Curbing Depression in Vision-Loss Patients

For years, a local doctor has studied depression in patients with macular degeneration. Now he says he's found a way to stop it in its tracks.

It’s only natural for somebody who suddenly loses vision to become depressed, right? I mean, wouldn’t you?

Not if Barry Rovner, a geriatric psychiatrist at Wills Eye Hospital, has his way. “As you get older, you lose function of all sorts—your hearing, your sight, how fast you run, how strong you are,” he says. “These are natural changes, and they’re tolerated pretty well.” But with macular degeneration, a major cause of vision loss in older adults—it affects 10 percent of all those ages 66 to 74 and 30 percent of those 75 to 85—disability doesn’t come on gradually: “Suddenly—bam! You’re substantially visually impaired,” says Rovner. “You can’t read, you can’t drive, you can’t put on makeup, you can’t take care of your grandkids.” Your thinking becomes catastrophic; you’re convinced your life is over. And that sort of thinking, says Rovner, leads to depression.

With the help of $9 million in grants and collaborating with Wills Eye co-investigators Allen Ho and William Tasman, Rovner has spent years investigating how best to treat and prevent such depression. In one randomized study, he had sufferers meet soon after the disease’s onset with therapists who provided them with devices like magnifiers and helped them modify their homes to allow for easier navigation. “We showed we could halve the rate of people who became depressed,” he says. “But it’s like having a stroke—there’s a window in which you have to intervene.”

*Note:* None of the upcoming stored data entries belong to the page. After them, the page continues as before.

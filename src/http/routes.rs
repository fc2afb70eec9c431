//! Prefix routing table
//!
//! Resolution is pure so it can be tested without a socket.

use http::StatusCode;
use std::sync::Arc;
use tracing::{debug, warn};

use super::{message_response, ModuleRouter, RouteRequest, RouteResponse};
use crate::module::loader::LoadedModuleSet;

struct Mount {
    prefix: String,
    module_id: String,
    router: Arc<dyn ModuleRouter>,
}

/// Module routers keyed by mount prefix
#[derive(Default)]
pub struct RouteTable {
    /// Longest prefix first
    mounts: Vec<Mount>,
}

/// Normalise a mount prefix to `/segment[/segment..]` with no trailing slash
pub fn normalize_prefix(prefix: &str) -> String {
    let trimmed = prefix.trim().trim_matches('/');
    if trimmed.is_empty() {
        "/".to_string()
    } else {
        format!("/{}", trimmed)
    }
}

impl RouteTable {
    pub fn new() -> Self {
        Self::default()
    }

    /// Mount every loaded module that has a router, in load order
    pub fn from_modules(modules: &LoadedModuleSet) -> Self {
        let mut table = Self::new();
        for module in modules.iter() {
            if let Some(router) = &module.router {
                table.mount(module.mount_prefix(), module.id(), Arc::clone(router));
            }
        }
        table
    }

    /// Mount a router. A prefix already taken keeps its first owner.
    pub fn mount(
        &mut self,
        prefix: &str,
        module_id: &str,
        router: Arc<dyn ModuleRouter>,
    ) -> bool {
        let prefix = normalize_prefix(prefix);
        if let Some(existing) = self.mounts.iter().find(|m| m.prefix == prefix) {
            warn!(
                "Module '{}' tried to mount its router at '{}', already used by module '{}'. Ignoring.",
                module_id, prefix, existing.module_id
            );
            return false;
        }
        debug!("Mounting router of module '{}' at '{}'", module_id, prefix);
        self.mounts.push(Mount {
            prefix,
            module_id: module_id.to_string(),
            router,
        });
        self.mounts
            .sort_by(|a, b| b.prefix.len().cmp(&a.prefix.len()));
        true
    }

    /// Mounted prefixes, longest first
    pub fn prefixes(&self) -> Vec<&str> {
        self.mounts.iter().map(|m| m.prefix.as_str()).collect()
    }

    pub fn len(&self) -> usize {
        self.mounts.len()
    }

    pub fn is_empty(&self) -> bool {
        self.mounts.is_empty()
    }

    /// Find the router for `path` and the path relative to its mount point
    pub fn resolve(&self, path: &str) -> Option<(&str, Arc<dyn ModuleRouter>, String)> {
        self.mounts.iter().find_map(|mount| {
            let rest = strip_mount(&mount.prefix, path)?;
            Some((
                mount.module_id.as_str(),
                Arc::clone(&mount.router),
                rest,
            ))
        })
    }

    /// Route a request, answering 503 until the host is ready
    pub async fn route(&self, ready: bool, mut request: RouteRequest) -> RouteResponse {
        if !ready {
            return message_response(StatusCode::SERVICE_UNAVAILABLE, "Not ready");
        }
        match self.resolve(&request.path) {
            Some((module_id, router, rest)) => {
                debug!("{} {} -> module '{}'", request.method, request.path, module_id);
                request.path = rest;
                router.handle(request).await
            }
            None => message_response(StatusCode::NOT_FOUND, "Not found"),
        }
    }
}

/// Match on whole path segments only, so `/settings` does not claim `/settingsx`
fn strip_mount(prefix: &str, path: &str) -> Option<String> {
    if prefix == "/" {
        return Some(if path.is_empty() { "/".to_string() } else { path.to_string() });
    }
    let rest = path.strip_prefix(prefix)?;
    if rest.is_empty() {
        Some("/".to_string())
    } else if rest.starts_with('/') {
        Some(rest.to_string())
    } else {
        None
    }
}
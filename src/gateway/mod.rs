//! Gateway boundary
//!
//! Inbound events arrive as [`GatewayEvent`]s on an mpsc channel; replies
//! leave through a [`ResponseSink`]. The stdio gateway reads JSON lines from
//! any async reader and writes responses as JSON lines.

use async_trait::async_trait;
use serde::{Deserialize, Serialize};
use serde_json::Value;
use std::sync::Arc;
use tokio::io::{AsyncBufReadExt, AsyncWrite, AsyncWriteExt, BufReader};
use tokio::sync::{mpsc, Mutex};
use tracing::{debug, warn};

use crate::interaction::{ExecutionError, RawInteraction};

/// Event received from the platform gateway
#[derive(Debug, Clone, PartialEq, Serialize, Deserialize)]
#[serde(tag = "op", rename_all = "snake_case")]
pub enum GatewayEvent {
    /// An interaction to route
    Interaction { interaction: RawInteraction },
    /// Any other named gateway event, routed to the event registry
    Dispatch {
        name: String,
        #[serde(default)]
        payload: Value,
    },
}

/// Embed colours
pub mod colors {
    pub const ERROR: u32 = 0xED4245;
    pub const SUCCESS: u32 = 0x57F287;
    pub const INFO: u32 = 0x5865F2;
}

#[derive(Debug, Clone, PartialEq, Eq, Serialize, Deserialize)]
pub struct EmbedField {
    pub name: String,
    pub value: String,
    #[serde(default)]
    pub inline: bool,
}

/// Rich message embed
#[derive(Debug, Clone, Default, PartialEq, Eq, Serialize, Deserialize)]
pub struct Embed {
    #[serde(default, skip_serializing_if = "Option::is_none")]
    pub title: Option<String>,
    #[serde(default, skip_serializing_if = "Option::is_none")]
    pub description: Option<String>,
    #[serde(default, skip_serializing_if = "Option::is_none")]
    pub color: Option<u32>,
    #[serde(default, skip_serializing_if = "Vec::is_empty")]
    pub fields: Vec<EmbedField>,
}

impl Embed {
    pub fn error(description: impl Into<String>) -> Self {
        Self {
            title: Some("Error".to_string()),
            description: Some(description.into()),
            color: Some(colors::ERROR),
            fields: Vec::new(),
        }
    }

    pub fn success(description: impl Into<String>) -> Self {
        Self {
            title: Some("Success".to_string()),
            description: Some(description.into()),
            color: Some(colors::SUCCESS),
            fields: Vec::new(),
        }
    }

    pub fn info() -> Self {
        Self {
            color: Some(colors::INFO),
            ..Self::default()
        }
    }

    pub fn with_title(mut self, title: impl Into<String>) -> Self {
        self.title = Some(title.into());
        self
    }

    pub fn with_description(mut self, description: impl Into<String>) -> Self {
        self.description = Some(description.into());
        self
    }

    pub fn with_field(mut self, name: impl Into<String>, value: impl Into<String>, inline: bool) -> Self {
        self.fields.push(EmbedField {
            name: name.into(),
            value: value.into(),
            inline,
        });
        self
    }
}

/// Message reply
#[derive(Debug, Clone, Default, PartialEq, Eq, Serialize, Deserialize)]
pub struct Message {
    #[serde(default, skip_serializing_if = "Option::is_none")]
    pub content: Option<String>,
    #[serde(default, skip_serializing_if = "Vec::is_empty")]
    pub embeds: Vec<Embed>,
    #[serde(default)]
    pub ephemeral: bool,
}

impl Message {
    pub fn text(content: impl Into<String>) -> Self {
        Self {
            content: Some(content.into()),
            ..Self::default()
        }
    }

    pub fn embed(embed: Embed) -> Self {
        Self {
            embeds: vec![embed],
            ..Self::default()
        }
    }

    pub fn ephemeral(mut self) -> Self {
        self.ephemeral = true;
        self
    }
}

/// Autocomplete suggestion
#[derive(Debug, Clone, PartialEq, Eq, Serialize, Deserialize)]
pub struct Choice {
    pub name: String,
    pub value: String,
}

#[derive(Debug, Clone, PartialEq, Eq, Serialize, Deserialize)]
#[serde(tag = "type", rename_all = "snake_case")]
pub enum ResponseBody {
    Message(Message),
    Autocomplete { choices: Vec<Choice> },
}

/// Reply to a single interaction
#[derive(Debug, Clone, PartialEq, Eq, Serialize, Deserialize)]
pub struct InteractionResponse {
    pub interaction_id: String,
    #[serde(flatten)]
    pub body: ResponseBody,
}

impl InteractionResponse {
    pub fn message(interaction_id: impl Into<String>, message: Message) -> Self {
        Self {
            interaction_id: interaction_id.into(),
            body: ResponseBody::Message(message),
        }
    }

    pub fn autocomplete(interaction_id: impl Into<String>, choices: Vec<Choice>) -> Self {
        Self {
            interaction_id: interaction_id.into(),
            body: ResponseBody::Autocomplete { choices },
        }
    }
}

/// Outbound side of the gateway
#[async_trait]
pub trait ResponseSink: Send + Sync {
    async fn send(&self, response: InteractionResponse) -> Result<(), ExecutionError>;
}

/// Sink writing one JSON line per response
pub struct JsonLineSink<W> {
    writer: Mutex<W>,
}

impl<W: AsyncWrite + Unpin + Send> JsonLineSink<W> {
    pub fn new(writer: W) -> Self {
        Self {
            writer: Mutex::new(writer),
        }
    }
}

impl JsonLineSink<tokio::io::Stdout> {
    pub fn stdout() -> Self {
        Self::new(tokio::io::stdout())
    }
}

#[async_trait]
impl<W: AsyncWrite + Unpin + Send> ResponseSink for JsonLineSink<W> {
    async fn send(&self, response: InteractionResponse) -> Result<(), ExecutionError> {
        let mut line = serde_json::to_vec(&response)
            .map_err(|e| ExecutionError::Internal(format!("Failed to encode response: {}", e)))?;
        line.push(b'\n');
        let mut writer = self.writer.lock().await;
        writer
            .write_all(&line)
            .await
            .map_err(|e| ExecutionError::Internal(format!("Failed to write response: {}", e)))?;
        writer
            .flush()
            .await
            .map_err(|e| ExecutionError::Internal(format!("Failed to flush response: {}", e)))
    }
}

/// Spawn a task that parses JSON lines from `reader` into gateway events
///
/// Malformed lines are logged and skipped. The channel closes at end of input.
pub fn spawn_line_reader<R>(reader: R, capacity: usize) -> mpsc::Receiver<GatewayEvent>
where
    R: tokio::io::AsyncRead + Unpin + Send + 'static,
{
    let (tx, rx) = mpsc::channel(capacity.max(1));
    tokio::spawn(async move {
        let mut lines = BufReader::new(reader).lines();
        loop {
            match lines.next_line().await {
                Ok(Some(line)) => {
                    let line = line.trim();
                    if line.is_empty() {
                        continue;
                    }
                    match serde_json::from_str::<GatewayEvent>(line) {
                        Ok(event) => {
                            if tx.send(event).await.is_err() {
                                break;
                            }
                        }
                        Err(e) => warn!("Ignoring malformed gateway event: {}", e),
                    }
                }
                Ok(None) => {
                    debug!("Gateway input closed");
                    break;
                }
                Err(e) => {
                    warn!("Gateway read failed: {}", e);
                    break;
                }
            }
        }
    });
    rx
}

/// Shared sink handle
pub type SharedSink = Arc<dyn ResponseSink>;
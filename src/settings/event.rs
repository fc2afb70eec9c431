//! `tenantUpdate` gateway event: refresh a tenant snapshot

use async_trait::async_trait;
use serde_json::Value;
use std::sync::Arc;
use tracing::debug;

use super::tenant::{TenantDirectory, TenantInfo};
use crate::interaction::ExecutionError;
use crate::module::capability::Event;

pub const TENANT_UPDATE: &str = "tenantUpdate";

pub struct TenantUpdateEvent {
    directory: Arc<dyn TenantDirectory>,
}

impl TenantUpdateEvent {
    pub fn new(directory: Arc<dyn TenantDirectory>) -> Self {
        Self { directory }
    }
}

#[async_trait]
impl Event for TenantUpdateEvent {
    fn name(&self) -> &str {
        TENANT_UPDATE
    }

    async fn run(&self, payload: &Value) -> Result<(), ExecutionError> {
        let tenant: TenantInfo = serde_json::from_value(payload.clone())
            .map_err(|e| ExecutionError::Internal(format!("Malformed tenant snapshot: {}", e)))?;
        debug!(
            "Tenant {} snapshot: {} channels, {} roles",
            tenant.id,
            tenant.channels.len(),
            tenant.roles.len()
        );
        self.directory.upsert(tenant);
        Ok(())
    }
}

#[cfg(test)]
mod tests {
    use super::*;
    use crate::settings::tenant::MemoryTenantDirectory;
    use serde_json::json;

    #[tokio::test]
    async fn updates_directory() {
        let directory = Arc::new(MemoryTenantDirectory::new());
        let event = TenantUpdateEvent::new(directory.clone());
        event
            .run(&json!({"id": "g1", "name": "Guild", "roles": [{"id": "5", "name": "Mods"}]}))
            .await
            .unwrap();
        assert_eq!(directory.tenant("g1").unwrap().roles.len(), 1);
    }

    #[tokio::test]
    async fn rejects_malformed_payload() {
        let event = TenantUpdateEvent::new(Arc::new(MemoryTenantDirectory::new()));
        let err = event.run(&json!({"name": 3})).await.unwrap_err();
        assert!(!err.is_user_facing());
    }
}
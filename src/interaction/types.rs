//! Interaction wire shapes and classification
//!
//! Only the fields needed to classify and route an interaction are modelled.

use serde::{Deserialize, Serialize};
use serde_json::Value;

/// Interaction type codes as sent by the platform
pub mod codes {
    pub const PING: u8 = 1;
    pub const APPLICATION_COMMAND: u8 = 2;
    pub const MESSAGE_COMPONENT: u8 = 3;
    pub const AUTOCOMPLETE: u8 = 4;
    pub const MODAL_SUBMIT: u8 = 5;
}

/// Interacting user
#[derive(Debug, Clone, Default, PartialEq, Eq, Serialize, Deserialize)]
pub struct InteractionUser {
    pub id: String,
    #[serde(default)]
    pub name: Option<String>,
}

/// Raw interaction as received from the gateway
#[derive(Debug, Clone, PartialEq, Serialize, Deserialize)]
pub struct RawInteraction {
    pub id: String,
    #[serde(rename = "type")]
    pub kind: u8,
    /// Tenant the interaction happened in; absent for direct messages
    #[serde(default)]
    pub guild_id: Option<String>,
    #[serde(default)]
    pub channel_id: Option<String>,
    #[serde(default)]
    pub user: Option<InteractionUser>,
    #[serde(default)]
    pub data: Option<Value>,
}

/// A named command option
#[derive(Debug, Clone, PartialEq, Serialize, Deserialize)]
pub struct CommandOption {
    pub name: String,
    #[serde(default)]
    pub value: Value,
    /// Set on the option being typed during autocomplete
    #[serde(default)]
    pub focused: bool,
    /// Nested options of a subcommand
    #[serde(default, skip_serializing_if = "Vec::is_empty")]
    pub options: Vec<CommandOption>,
}

impl CommandOption {
    /// Subcommands carry nested options instead of a value
    pub fn is_subcommand(&self) -> bool {
        self.value.is_null()
    }

    /// String value; numbers and booleans are stringified
    pub fn value_str(&self) -> Option<String> {
        match &self.value {
            Value::String(s) => Some(s.clone()),
            Value::Null => None,
            other => Some(other.to_string()),
        }
    }
}

fn option_value(name: impl Into<String>, value: impl Into<Value>) -> CommandOption {
    CommandOption {
        name: name.into(),
        value: value.into(),
        focused: false,
        options: Vec::new(),
    }
}

#[derive(Debug, Deserialize)]
struct CommandData {
    name: String,
    #[serde(default)]
    options: Vec<CommandOption>,
}

#[derive(Debug, Deserialize)]
struct ComponentData {
    custom_id: String,
    #[serde(default)]
    values: Vec<String>,
}

/// Fields shared by every classified interaction
#[derive(Debug, Clone, Default, PartialEq, Eq)]
pub struct InteractionMeta {
    pub id: String,
    pub tenant_id: Option<String>,
    pub channel_id: Option<String>,
    pub user: Option<InteractionUser>,
}

impl From<&RawInteraction> for InteractionMeta {
    fn from(raw: &RawInteraction) -> Self {
        Self {
            id: raw.id.clone(),
            tenant_id: raw.guild_id.clone(),
            channel_id: raw.channel_id.clone(),
            user: raw.user.clone(),
        }
    }
}

/// Command invocation or autocomplete request
#[derive(Debug, Clone, PartialEq)]
pub struct CommandInteraction {
    pub meta: InteractionMeta,
    pub name: String,
    pub options: Vec<CommandOption>,
}

impl CommandInteraction {
    pub fn new(meta: InteractionMeta, name: impl Into<String>) -> Self {
        Self {
            meta,
            name: name.into(),
            options: Vec::new(),
        }
    }

    pub fn with_option(mut self, name: impl Into<String>, value: impl Into<Value>) -> Self {
        self.options.push(option_value(name, value));
        self
    }

    /// Add a subcommand with its options
    pub fn with_subcommand<N, V>(mut self, name: &str, options: impl IntoIterator<Item = (N, V)>) -> Self
    where
        N: Into<String>,
        V: Into<Value>,
    {
        self.options.push(CommandOption {
            name: name.to_string(),
            value: Value::Null,
            focused: false,
            options: options
                .into_iter()
                .map(|(n, v)| option_value(n, v))
                .collect(),
        });
        self
    }

    /// Mark an option (top level or inside a subcommand) as focused
    pub fn with_focus(mut self, name: &str) -> Self {
        for option in self.options.iter_mut() {
            if option.name == name && !option.is_subcommand() {
                option.focused = true;
            }
            for nested in option.options.iter_mut().filter(|o| o.name == name) {
                nested.focused = true;
            }
        }
        self
    }

    /// The invoked subcommand, if any
    pub fn subcommand(&self) -> Option<&CommandOption> {
        self.options.iter().find(|o| o.is_subcommand())
    }

    /// Option value by name, looking inside the subcommand too
    pub fn option(&self, name: &str) -> Option<&Value> {
        self.all_options()
            .find(|o| o.name == name && !o.is_subcommand())
            .map(|o| &o.value)
    }

    /// String option value by name
    pub fn option_str(&self, name: &str) -> Option<String> {
        self.all_options()
            .find(|o| o.name == name && !o.is_subcommand())
            .and_then(CommandOption::value_str)
    }

    /// The option being typed, for autocomplete requests
    pub fn focused(&self) -> Option<&CommandOption> {
        self.all_options().find(|o| o.focused)
    }

    fn all_options(&self) -> impl Iterator<Item = &CommandOption> {
        self.options
            .iter()
            .flat_map(|o| std::iter::once(o).chain(o.options.iter()))
    }
}

/// Button or select-menu interaction
#[derive(Debug, Clone, PartialEq, Eq)]
pub struct ComponentInteraction {
    pub meta: InteractionMeta,
    pub custom_id: String,
    pub values: Vec<String>,
}

impl ComponentInteraction {
    /// The registry key: the part of the custom id before the first `:`
    pub fn route_key(&self) -> &str {
        self.custom_id
            .split_once(':')
            .map_or(self.custom_id.as_str(), |(head, _)| head)
    }
}

/// A classified interaction
#[derive(Debug, Clone, PartialEq)]
pub enum Interaction {
    Command(CommandInteraction),
    Autocomplete(CommandInteraction),
    Component(ComponentInteraction),
}

impl Interaction {
    /// Classify a raw interaction. Unsupported kinds or missing data yield `None`.
    pub fn classify(raw: &RawInteraction) -> Option<Self> {
        let meta = InteractionMeta::from(raw);
        let data = raw.data.clone()?;
        match raw.kind {
            codes::APPLICATION_COMMAND | codes::AUTOCOMPLETE => {
                let data: CommandData = serde_json::from_value(data).ok()?;
                let command = CommandInteraction {
                    meta,
                    name: data.name,
                    options: data.options,
                };
                if raw.kind == codes::AUTOCOMPLETE {
                    Some(Interaction::Autocomplete(command))
                } else {
                    Some(Interaction::Command(command))
                }
            }
            codes::MESSAGE_COMPONENT => {
                let data: ComponentData = serde_json::from_value(data).ok()?;
                Some(Interaction::Component(ComponentInteraction {
                    meta,
                    custom_id: data.custom_id,
                    values: data.values,
                }))
            }
            _ => None,
        }
    }

    pub fn meta(&self) -> &InteractionMeta {
        match self {
            Interaction::Command(c) | Interaction::Autocomplete(c) => &c.meta,
            Interaction::Component(c) => &c.meta,
        }
    }

    /// Handler identifier: command name or component custom id
    pub fn target(&self) -> &str {
        match self {
            Interaction::Command(c) | Interaction::Autocomplete(c) => &c.name,
            Interaction::Component(c) => &c.custom_id,
        }
    }

    pub fn kind_name(&self) -> &'static str {
        match self {
            Interaction::Command(_) => "command",
            Interaction::Autocomplete(_) => "autocomplete",
            Interaction::Component(_) => "component",
        }
    }
}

The problem was, once patients stopped meeting with the therapists, many went on to become depressed. Rovner wanted to tease out how much of the decrease in depression was simply due to having somebody pay attention to patients. So he designed another study in which they received either the specialized interventions or “placebo” psychological therapy, in which therapists talk about the impact of the visual impairment while reflecting patients’ observations back, without offering specific interventions. “That study showed the improved sense of self-efficacy came from the interventions,” Rovner says. “Patients got a better sense of their ability to exert control over their situation.”

If two patients have the same degree of macular degeneration but one is depressed, Rovner says, that patient is more likely to say, “I can’t do this.” Disability becomes a self-fulfilling prophecy: “When you’re depressed, you can do less and see less.” The studies are important because patients’ families—and even their physicians—often say, “Of course they’re depressed! They’ve lost their vision!” “They assume there’s nothing you can do,” Rovner says. “But that’s—well, short-sighted. Our research shows you can improve function and mood.” So if you—or your parent or grandparent—are struck with macular degeneration, don’t let that window close.